だが2011年の最高裁判決以来、起立斉唱はOKという流れになってしまっているようだ。それによると起立斉唱は「一般的、客観的に見て式典における慣例上の儀礼的な所作」であると認定し、「思想及び良心の自由についての間接的な制約となる面がある」ことは認めつつ、不起立不斉唱は「社会一般の規範と抵触する場面において制限を受けることがある」と判断したのだという。

「強制」については天皇(現上皇)も懸念を示していた。都教育委員が「日本中の学校で国旗を掲げ、国歌を斉唱させることが私の仕事」と園遊会で言ったとき、強制にならないように、と答えたという(朝日新聞2019-5-3)。もちろん、政治的権能をもたない天皇の発言に、「思想・良心の自由を保障する憲法の規定を守りましょう」という自明のこと以上のものを読み取ってはならない。だが、「強制」がまかりとおっているというのは、天皇陛下に言われるまでもなく、多くの人の批判するところだ。

だが、歌わない、歌えない人に苦痛を与えることもなく、式典を乱すこともない妥協は工夫次第で可能なはずだ。
たとえば起立斉唱に反対する教職員は会場周辺の見回りに配置するといった配慮をしている学校があると大昔に読んだ。
また、式次第も工夫できる。「君が代を斉唱するから起立してください」と言われると立ちたくない人でも、「起立→開会の辞→君が代斉唱→校歌斉唱→着席」という流れであれば立つことに違和感はないのではないか。(君が代の「口パク検査」は論外。)

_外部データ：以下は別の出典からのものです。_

//! Income Statement
//!
//! Aggregates split amounts of income and expense categories into totals,
//! per-category breakdowns and a chronological monthly breakdown.

use std::collections::hash_map::Entry;
use std::collections::{BTreeMap, HashMap};

use serde::{Deserialize, Serialize};
use tracing::debug;

use crate::display::format_amount;
use crate::models::{Category, CategoryId, CategoryKind, ReportMonth, Transaction};

/// Name used when a breakdown entry's category can no longer be resolved
pub const UNCATEGORIZED: &str = "Uncategorized";

/// Joins the first and last month labels of a multi-month period
pub const PERIOD_SEPARATOR: &str = " – ";

/// Total for one category
#[derive(Debug, Clone, PartialEq, Serialize, Deserialize)]
#[serde(rename_all = "camelCase")]
pub struct CategoryTotal {
    pub category_id: CategoryId,
    pub category_name: String,
    pub total: f64,
}

/// Income and expenses for one calendar month
#[derive(Debug, Clone, PartialEq, Serialize, Deserialize)]
#[serde(rename_all = "camelCase")]
pub struct MonthlyBreakdown {
    /// Zero-padded `YYYY-MM`
    pub key: String,
    /// Short label, e.g. "Jan 2024"
    pub label: String,
    pub income: f64,
    pub expenses: f64,
    pub net_income: f64,
}

/// Income statement for a set of transactions
#[derive(Debug, Clone, PartialEq, Serialize, Deserialize)]
#[serde(rename_all = "camelCase")]
pub struct IncomeStatement {
    /// Sum of income split amounts, signs preserved
    pub total_income: f64,
    /// Sum of absolute expense split amounts
    pub total_expenses: f64,
    pub net_income: f64,
    /// Span of months covered, absent when no month was seen
    pub period_label: Option<String>,
    /// Largest contributor first
    pub income_by_category: Vec<CategoryTotal>,
    /// Largest contributor first
    pub expenses_by_category: Vec<CategoryTotal>,
    /// Oldest month first
    pub monthly_breakdown: Vec<MonthlyBreakdown>,
}

#[derive(Debug, Default)]
struct MonthBucket {
    income: f64,
    expenses: f64,
}

/// Per-category sums that remember first-seen order for stable tie-breaking
#[derive(Debug, Default)]
struct CategorySums {
    order: Vec<CategoryId>,
    totals: HashMap<CategoryId, f64>,
}

impl CategorySums {
    fn add(&mut self, category_id: CategoryId, amount: f64) {
        match self.totals.entry(category_id) {
            Entry::Occupied(entry) => *entry.into_mut() += amount,
            Entry::Vacant(entry) => {
                self.order.push(category_id);
                entry.insert(amount);
            }
        }
    }

    fn into_totals(self, lookup: &HashMap<CategoryId, &Category>) -> Vec<CategoryTotal> {
        let mut totals: Vec<CategoryTotal> = self
            .order
            .into_iter()
            .map(|category_id| CategoryTotal {
                category_id,
                category_name: lookup
                    .get(&category_id)
                    .map(|c| c.name.clone())
                    .unwrap_or_else(|| UNCATEGORIZED.to_string()),
                total: self.totals.get(&category_id).copied().unwrap_or_default(),
            })
            .collect();

        totals.sort_by(|a, b| b.total.total_cmp(&a.total));
        totals
    }
}

impl IncomeStatement {
    /// Aggregate `transactions` against `categories`.
    ///
    /// Returns `None` when either input is empty or when no income or
    /// expense activity remains after skipping unusable records, so callers
    /// can tell "nothing to show" apart from a report of zeros.
    pub fn build(categories: &[Category], transactions: &[Transaction]) -> Option<Self> {
        if categories.is_empty() || transactions.is_empty() {
            return None;
        }

        let mut lookup: HashMap<CategoryId, &Category> = HashMap::with_capacity(categories.len());
        for category in categories {
            lookup.entry(category.id).or_insert(category);
        }

        let mut total_income = 0.0;
        let mut total_expenses = 0.0;
        let mut income = CategorySums::default();
        let mut expenses = CategorySums::default();
        let mut months: BTreeMap<ReportMonth, MonthBucket> = BTreeMap::new();

        for txn in transactions {
            let Some(date) = txn.posted_date() else {
                debug!(
                    transaction = %txn.id,
                    posted_at = %txn.posted_at,
                    "unparsable posting date, skipping transaction"
                );
                continue;
            };
            let bucket = months.entry(ReportMonth::containing(date)).or_default();

            for split in &txn.splits {
                let Some(category) = split.category_id.and_then(|id| lookup.get(&id)) else {
                    debug!(
                        transaction = %txn.id,
                        category = ?split.category_id,
                        "split category not found, skipping split"
                    );
                    continue;
                };

                if !split.has_usable_amount() {
                    debug!(
                        transaction = %txn.id,
                        amount = split.amount,
                        "split amount is zero or not a number, skipping split"
                    );
                    continue;
                }

                match category.kind {
                    CategoryKind::Income => {
                        total_income += split.amount;
                        bucket.income += split.amount;
                        income.add(category.id, split.amount);
                    }
                    CategoryKind::Expense => {
                        let amount = split.amount.abs();
                        total_expenses += amount;
                        bucket.expenses += amount;
                        expenses.add(category.id, amount);
                    }
                    CategoryKind::Asset
                    | CategoryKind::Liability
                    | CategoryKind::Equity
                    | CategoryKind::Transfer
                    | CategoryKind::Other => {}
                }
            }
        }

        if total_income == 0.0 && total_expenses == 0.0 {
            return None;
        }

        let monthly_breakdown: Vec<MonthlyBreakdown> = months
            .into_iter()
            .map(|(month, bucket)| MonthlyBreakdown {
                key: month.key(),
                label: month.label(),
                income: bucket.income,
                expenses: bucket.expenses,
                net_income: bucket.income - bucket.expenses,
            })
            .collect();

        let period_label = match monthly_breakdown.as_slice() {
            [] => None,
            [only] => Some(only.label.clone()),
            [first, .., last] => Some(format!(
                "{}{}{}",
                first.label, PERIOD_SEPARATOR, last.label
            )),
        };

        Some(Self {
            total_income,
            total_expenses,
            net_income: total_income - total_expenses,
            period_label,
            income_by_category: income.into_totals(&lookup),
            expenses_by_category: expenses.into_totals(&lookup),
            monthly_breakdown,
        })
    }

    /// Format the report for terminal display
    pub fn format_terminal(&self, currency: &str) -> String {
        let mut output = String::new();

        output.push_str("Income Statement");
        if let Some(period) = &self.period_label {
            output.push_str(&format!(": {}", period));
        }
        output.push('\n');
        output.push_str(&"=".repeat(64));
        output.push('\n');
        output.push_str(&format!(
            "{:<40} {:>20}\n",
            "Total Income",
            format_amount(self.total_income, currency)
        ));
        output.push_str(&format!(
            "{:<40} {:>20}\n",
            "Total Expenses",
            format_amount(self.total_expenses, currency)
        ));
        output.push_str(&format!(
            "{:<40} {:>20}\n",
            "Net Income",
            format_amount(self.net_income, currency)
        ));

        for (title, rows) in [
            ("INCOME", &self.income_by_category),
            ("EXPENSES", &self.expenses_by_category),
        ] {
            output.push('\n');
            output.push_str(&format!("{}\n", title));
            output.push_str(&"-".repeat(64));
            output.push('\n');
            if rows.is_empty() {
                output.push_str("  (none)\n");
            }
            for row in rows {
                output.push_str(&format!(
                    "  {:<38} {:>20}\n",
                    row.category_name,
                    format_amount(row.total, currency)
                ));
            }
        }

        output.push('\n');
        output.push_str(&format!(
            "{:<12} {:>16} {:>16} {:>16}\n",
            "Month", "Income", "Expenses", "Net"
        ));
        output.push_str(&"-".repeat(64));
        output.push('\n');
        for month in &self.monthly_breakdown {
            output.push_str(&format!(
                "{:<12} {:>16} {:>16} {:>16}\n",
                month.label,
                format_amount(month.income, currency),
                format_amount(month.expenses, currency),
                format_amount(month.net_income, currency)
            ));
        }

        output
    }
}

/// Build an income statement; see [`IncomeStatement::build`].
pub fn build_income_statement(
    categories: &[Category],
    transactions: &[Transaction],
) -> Option<IncomeStatement> {
    IncomeStatement::build(categories, transactions)
}
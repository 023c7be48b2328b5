//! Path management for bizbooks
//!
//! Provides XDG-compliant path resolution for configuration and per-business data.
//!
//! ## Path Resolution Order
//!
//! 1. `BIZBOOKS_DATA_DIR` environment variable (if set)
//! 2. Unix (Linux/macOS): `$XDG_CONFIG_HOME/bizbooks` or `~/.config/bizbooks`
//! 3. Windows: `%APPDATA%\bizbooks`

use std::path::PathBuf;

use crate::error::BooksError;
use crate::models::BusinessId;

/// Manages all paths used by bizbooks
#[derive(Debug, Clone)]
pub struct BooksPaths {
    base_dir: PathBuf,
}

impl BooksPaths {
    /// Create a new BooksPaths instance
    ///
    /// # Errors
    ///
    /// Returns an error if the home directory cannot be determined.
    pub fn new() -> Result<Self, BooksError> {
        let base_dir = if let Ok(custom) = std::env::var("BIZBOOKS_DATA_DIR") {
            PathBuf::from(custom)
        } else {
            resolve_default_path()?
        };

        Ok(Self { base_dir })
    }

    /// Create BooksPaths with a custom base directory (useful for testing)
    pub fn with_base_dir(base_dir: PathBuf) -> Self {
        Self { base_dir }
    }

    /// Get the base directory (~/.config/bizbooks/ or equivalent)
    pub fn base_dir(&self) -> &PathBuf {
        &self.base_dir
    }

    /// Get the data directory (~/.config/bizbooks/data/)
    pub fn data_dir(&self) -> PathBuf {
        self.base_dir.join("data")
    }

    /// Get the path to the settings file
    pub fn settings_file(&self) -> PathBuf {
        self.base_dir.join("config.json")
    }

    /// Directory holding one business's snapshots
    pub fn business_dir(&self, business_id: BusinessId) -> PathBuf {
        self.data_dir()
            .join("businesses")
            .join(business_id.value().to_string())
    }

    /// Get the path to a business's accounts.json
    pub fn accounts_file(&self, business_id: BusinessId) -> PathBuf {
        self.business_dir(business_id).join("accounts.json")
    }

    /// Get the path to a business's vendors.json
    pub fn vendors_file(&self, business_id: BusinessId) -> PathBuf {
        self.business_dir(business_id).join("vendors.json")
    }

    /// Get the path to a business's categories.json
    pub fn categories_file(&self, business_id: BusinessId) -> PathBuf {
        self.business_dir(business_id).join("categories.json")
    }

    /// Get the path to a business's transactions.json
    pub fn transactions_file(&self, business_id: BusinessId) -> PathBuf {
        self.business_dir(business_id).join("transactions.json")
    }

    /// Ensure the base and data directories exist
    pub fn ensure_directories(&self) -> Result<(), BooksError> {
        std::fs::create_dir_all(&self.base_dir)
            .map_err(|e| BooksError::Io(format!("Failed to create base directory: {}", e)))?;

        std::fs::create_dir_all(self.data_dir())
            .map_err(|e| BooksError::Io(format!("Failed to create data directory: {}", e)))?;

        Ok(())
    }
}

/// Resolve the default data directory path based on platform
#[cfg(not(windows))]
fn resolve_default_path() -> Result<PathBuf, BooksError> {
    if let Ok(xdg) = std::env::var("XDG_CONFIG_HOME") {
        return Ok(PathBuf::from(xdg).join("bizbooks"));
    }
    let home = std::env::var("HOME")
        .map_err(|_| BooksError::Config("Could not determine HOME directory".into()))?;
    Ok(PathBuf::from(home).join(".config").join("bizbooks"))
}

/// Resolve the default data directory path based on platform
#[cfg(windows)]
fn resolve_default_path() -> Result<PathBuf, BooksError> {
    let appdata = std::env::var("APPDATA")
        .map_err(|_| BooksError::Config("Could not determine APPDATA directory".into()))?;
    Ok(PathBuf::from(appdata).join("bizbooks"))
}

#[cfg(test)]
mod tests {
    use super::*;
    use tempfile::TempDir;

    #[test]
    fn test_custom_base_dir() {
        let temp_dir = TempDir::new().unwrap();
        let paths = BooksPaths::with_base_dir(temp_dir.path().to_path_buf());

        assert_eq!(paths.base_dir(), temp_dir.path());
        assert_eq!(paths.data_dir(), temp_dir.path().join("data"));
    }

    #[test]
    fn test_business_files() {
        let temp_dir = TempDir::new().unwrap();
        let paths = BooksPaths::with_base_dir(temp_dir.path().to_path_buf());
        let business = BusinessId::new(7);

        assert_eq!(
            paths.categories_file(business),
            temp_dir
                .path()
                .join("data")
                .join("businesses")
                .join("7")
                .join("categories.json")
        );
        assert_eq!(
            paths.transactions_file(business).file_name().unwrap(),
            "transactions.json"
        );
        assert_eq!(
            paths.accounts_file(business).parent(),
            paths.vendors_file(business).parent()
        );
    }

    #[test]
    fn test_ensure_directories() {
        let temp_dir = TempDir::new().unwrap();
        let paths = BooksPaths::with_base_dir(temp_dir.path().join("nested"));

        paths.ensure_directories().unwrap();

        assert!(paths.data_dir().exists());
    }
}
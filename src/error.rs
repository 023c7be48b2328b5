//! Custom error types for bizbooks
//!
//! This module defines the error hierarchy for the application using thiserror
//! for ergonomic error definitions. The reporting core never produces these;
//! they belong to the service, storage, export and CLI layers.

use thiserror::Error;

/// The main error type for bizbooks operations
#[derive(Error, Debug)]
pub enum BooksError {
    /// Configuration-related errors
    #[error("Configuration error: {0}")]
    Config(String),

    /// File I/O errors
    #[error("I/O error: {0}")]
    Io(String),

    /// JSON serialization/deserialization errors
    #[error("JSON error: {0}")]
    Json(String),

    /// Validation errors for data models
    #[error("Validation error: {0}")]
    Validation(String),

    /// Entity not found errors
    #[error("{entity_type} not found: {identifier}")]
    NotFound {
        entity_type: &'static str,
        identifier: String,
    },

    /// Duplicate entity errors
    #[error("{entity_type} already exists: {identifier}")]
    Duplicate {
        entity_type: &'static str,
        identifier: String,
    },

    /// Storage errors
    #[error("Storage error: {0}")]
    Storage(String),

    /// Export errors
    #[error("Export error: {0}")]
    Export(String),
}

impl BooksError {
    /// Create a "not found" error for accounts
    pub fn account_not_found(identifier: impl Into<String>) -> Self {
        Self::NotFound {
            entity_type: "Account",
            identifier: identifier.into(),
        }
    }

    /// Create a "not found" error for vendors
    pub fn vendor_not_found(identifier: impl Into<String>) -> Self {
        Self::NotFound {
            entity_type: "Vendor",
            identifier: identifier.into(),
        }
    }

    /// Create a "not found" error for categories
    pub fn category_not_found(identifier: impl Into<String>) -> Self {
        Self::NotFound {
            entity_type: "Category",
            identifier: identifier.into(),
        }
    }

    /// Create a "not found" error for transactions
    pub fn transaction_not_found(identifier: impl Into<String>) -> Self {
        Self::NotFound {
            entity_type: "Transaction",
            identifier: identifier.into(),
        }
    }

    /// Check if this is a "not found" error
    pub fn is_not_found(&self) -> bool {
        matches!(self, Self::NotFound { .. })
    }

    /// Check if this is a validation error
    pub fn is_validation(&self) -> bool {
        matches!(self, Self::Validation(_))
    }
}

impl From<std::io::Error> for BooksError {
    fn from(err: std::io::Error) -> Self {
        Self::Io(err.to_string())
    }
}

impl From<serde_json::Error> for BooksError {
    fn from(err: serde_json::Error) -> Self {
        Self::Json(err.to_string())
    }
}

impl From<serde_yaml::Error> for BooksError {
    fn from(err: serde_yaml::Error) -> Self {
        Self::Export(err.to_string())
    }
}

impl From<csv::Error> for BooksError {
    fn from(err: csv::Error) -> Self {
        Self::Export(err.to_string())
    }
}

/// Result type alias for bizbooks operations
pub type BooksResult<T> = Result<T, BooksError>;
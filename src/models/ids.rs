//! Strongly-typed ID wrappers for all entity types
//!
//! Records arrive from the bookkeeping API keyed by integer ids. Wrapping each
//! one in its own newtype prevents mixing a category id with an account id at
//! compile time while still serializing as a bare number.

use serde::{Deserialize, Serialize};
use std::fmt;
use std::num::ParseIntError;
use std::str::FromStr;

/// Macro to generate ID newtype wrappers
macro_rules! define_id {
    ($name:ident, $display_prefix:literal) => {
        #[derive(Debug, Clone, Copy, PartialEq, Eq, PartialOrd, Ord, Hash, Serialize, Deserialize)]
        #[serde(transparent)]
        pub struct $name(i64);

        impl $name {
            /// Wrap a raw integer id
            pub const fn new(value: i64) -> Self {
                Self(value)
            }

            /// Get the raw integer value
            pub const fn value(&self) -> i64 {
                self.0
            }

            /// Parse an ID from a string, with or without its display prefix
            pub fn parse(s: &str) -> Result<Self, ParseIntError> {
                s.parse()
            }
        }

        impl fmt::Display for $name {
            fn fmt(&self, f: &mut fmt::Formatter<'_>) -> fmt::Result {
                write!(f, "{}{}", $display_prefix, self.0)
            }
        }

        impl From<i64> for $name {
            fn from(value: i64) -> Self {
                Self(value)
            }
        }

        impl FromStr for $name {
            type Err = ParseIntError;

            fn from_str(s: &str) -> Result<Self, Self::Err> {
                let s = s.trim();
                let s = s.strip_prefix($display_prefix).unwrap_or(s);
                Ok(Self(s.parse()?))
            }
        }
    };
}

define_id!(BusinessId, "biz-");
define_id!(AccountId, "acc-");
define_id!(CategoryId, "cat-");
define_id!(TransactionId, "txn-");
define_id!(VendorId, "ven-");

#[cfg(test)]
mod tests {
    use super::*;

    #[test]
    fn test_id_display() {
        let id = CategoryId::new(12);
        assert_eq!(id.to_string(), "cat-12");
        assert_eq!(AccountId::new(3).to_string(), "acc-3");
    }

    #[test]
    fn test_id_parse_with_and_without_prefix() {
        assert_eq!(CategoryId::parse("12").unwrap(), CategoryId::new(12));
        assert_eq!(CategoryId::parse("cat-12").unwrap(), CategoryId::new(12));
        assert_eq!(" 4 ".parse::<BusinessId>().unwrap(), BusinessId::new(4));
        assert!(CategoryId::parse("acc-12").is_err());
        assert!(CategoryId::parse("rent").is_err());
    }

    #[test]
    fn test_id_serializes_as_number() {
        let id = TransactionId::new(42);
        let json = serde_json::to_string(&id).unwrap();
        assert_eq!(json, "42");

        let back: TransactionId = serde_json::from_str("42").unwrap();
        assert_eq!(back, id);
    }
}
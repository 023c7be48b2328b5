//! Account model
//!
//! An account is where a transaction's money moves (a bank account, a card,
//! a cash box). Only the name and an optional free-text type are tracked.

use chrono::{DateTime, Utc};
use serde::{Deserialize, Serialize};
use std::fmt;

use super::ids::{AccountId, BusinessId};

/// An account record as served by the bookkeeping API
#[derive(Debug, Clone, PartialEq, Serialize, Deserialize)]
#[serde(rename_all = "camelCase")]
pub struct Account {
    pub id: AccountId,

    #[serde(default, skip_serializing_if = "Option::is_none")]
    pub business_id: Option<BusinessId>,

    pub name: String,

    /// Free-text type such as "Checking" or "Credit Card"
    #[serde(default, skip_serializing_if = "Option::is_none")]
    pub account_type: Option<String>,

    #[serde(default, skip_serializing_if = "Option::is_none")]
    pub created_at: Option<DateTime<Utc>>,

    #[serde(default, skip_serializing_if = "Option::is_none")]
    pub updated_at: Option<DateTime<Utc>>,
}

impl Account {
    /// Create a new account
    pub fn new(id: i64, name: impl Into<String>) -> Self {
        Self {
            id: AccountId::new(id),
            business_id: None,
            name: name.into(),
            account_type: None,
            created_at: None,
            updated_at: None,
        }
    }

    /// Validate the account
    pub fn validate(&self) -> Result<(), AccountValidationError> {
        if self.name.trim().is_empty() {
            return Err(AccountValidationError::EmptyName);
        }

        if self.name.len() > 100 {
            return Err(AccountValidationError::NameTooLong(self.name.len()));
        }

        Ok(())
    }
}

impl fmt::Display for Account {
    fn fmt(&self, f: &mut fmt::Formatter<'_>) -> fmt::Result {
        write!(f, "{}", self.name)
    }
}

/// Validation errors for accounts
#[derive(Debug, Clone, PartialEq, Eq)]
pub enum AccountValidationError {
    EmptyName,
    NameTooLong(usize),
}

impl fmt::Display for AccountValidationError {
    fn fmt(&self, f: &mut fmt::Formatter<'_>) -> fmt::Result {
        match self {
            Self::EmptyName => write!(f, "Account name is required"),
            Self::NameTooLong(len) => {
                write!(f, "Account name too long ({} chars, max 100)", len)
            }
        }
    }
}

impl std::error::Error for AccountValidationError {}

そもそも最高裁判示は「社会一般の規範と抵触する場面」を挙げているが、今の時代、体調が悪い人などに起立を強要しないことが「社会一般の規範」になっていると思う。つまり、不起立が「社会一般の規範と抵触する」という判断が時代に合わないのではないか。起立をうながす際に、「体調の悪い人などはそのままで結構です」などと案内すれば、不起立の人を見て不快に思う人もいなくなるだろう。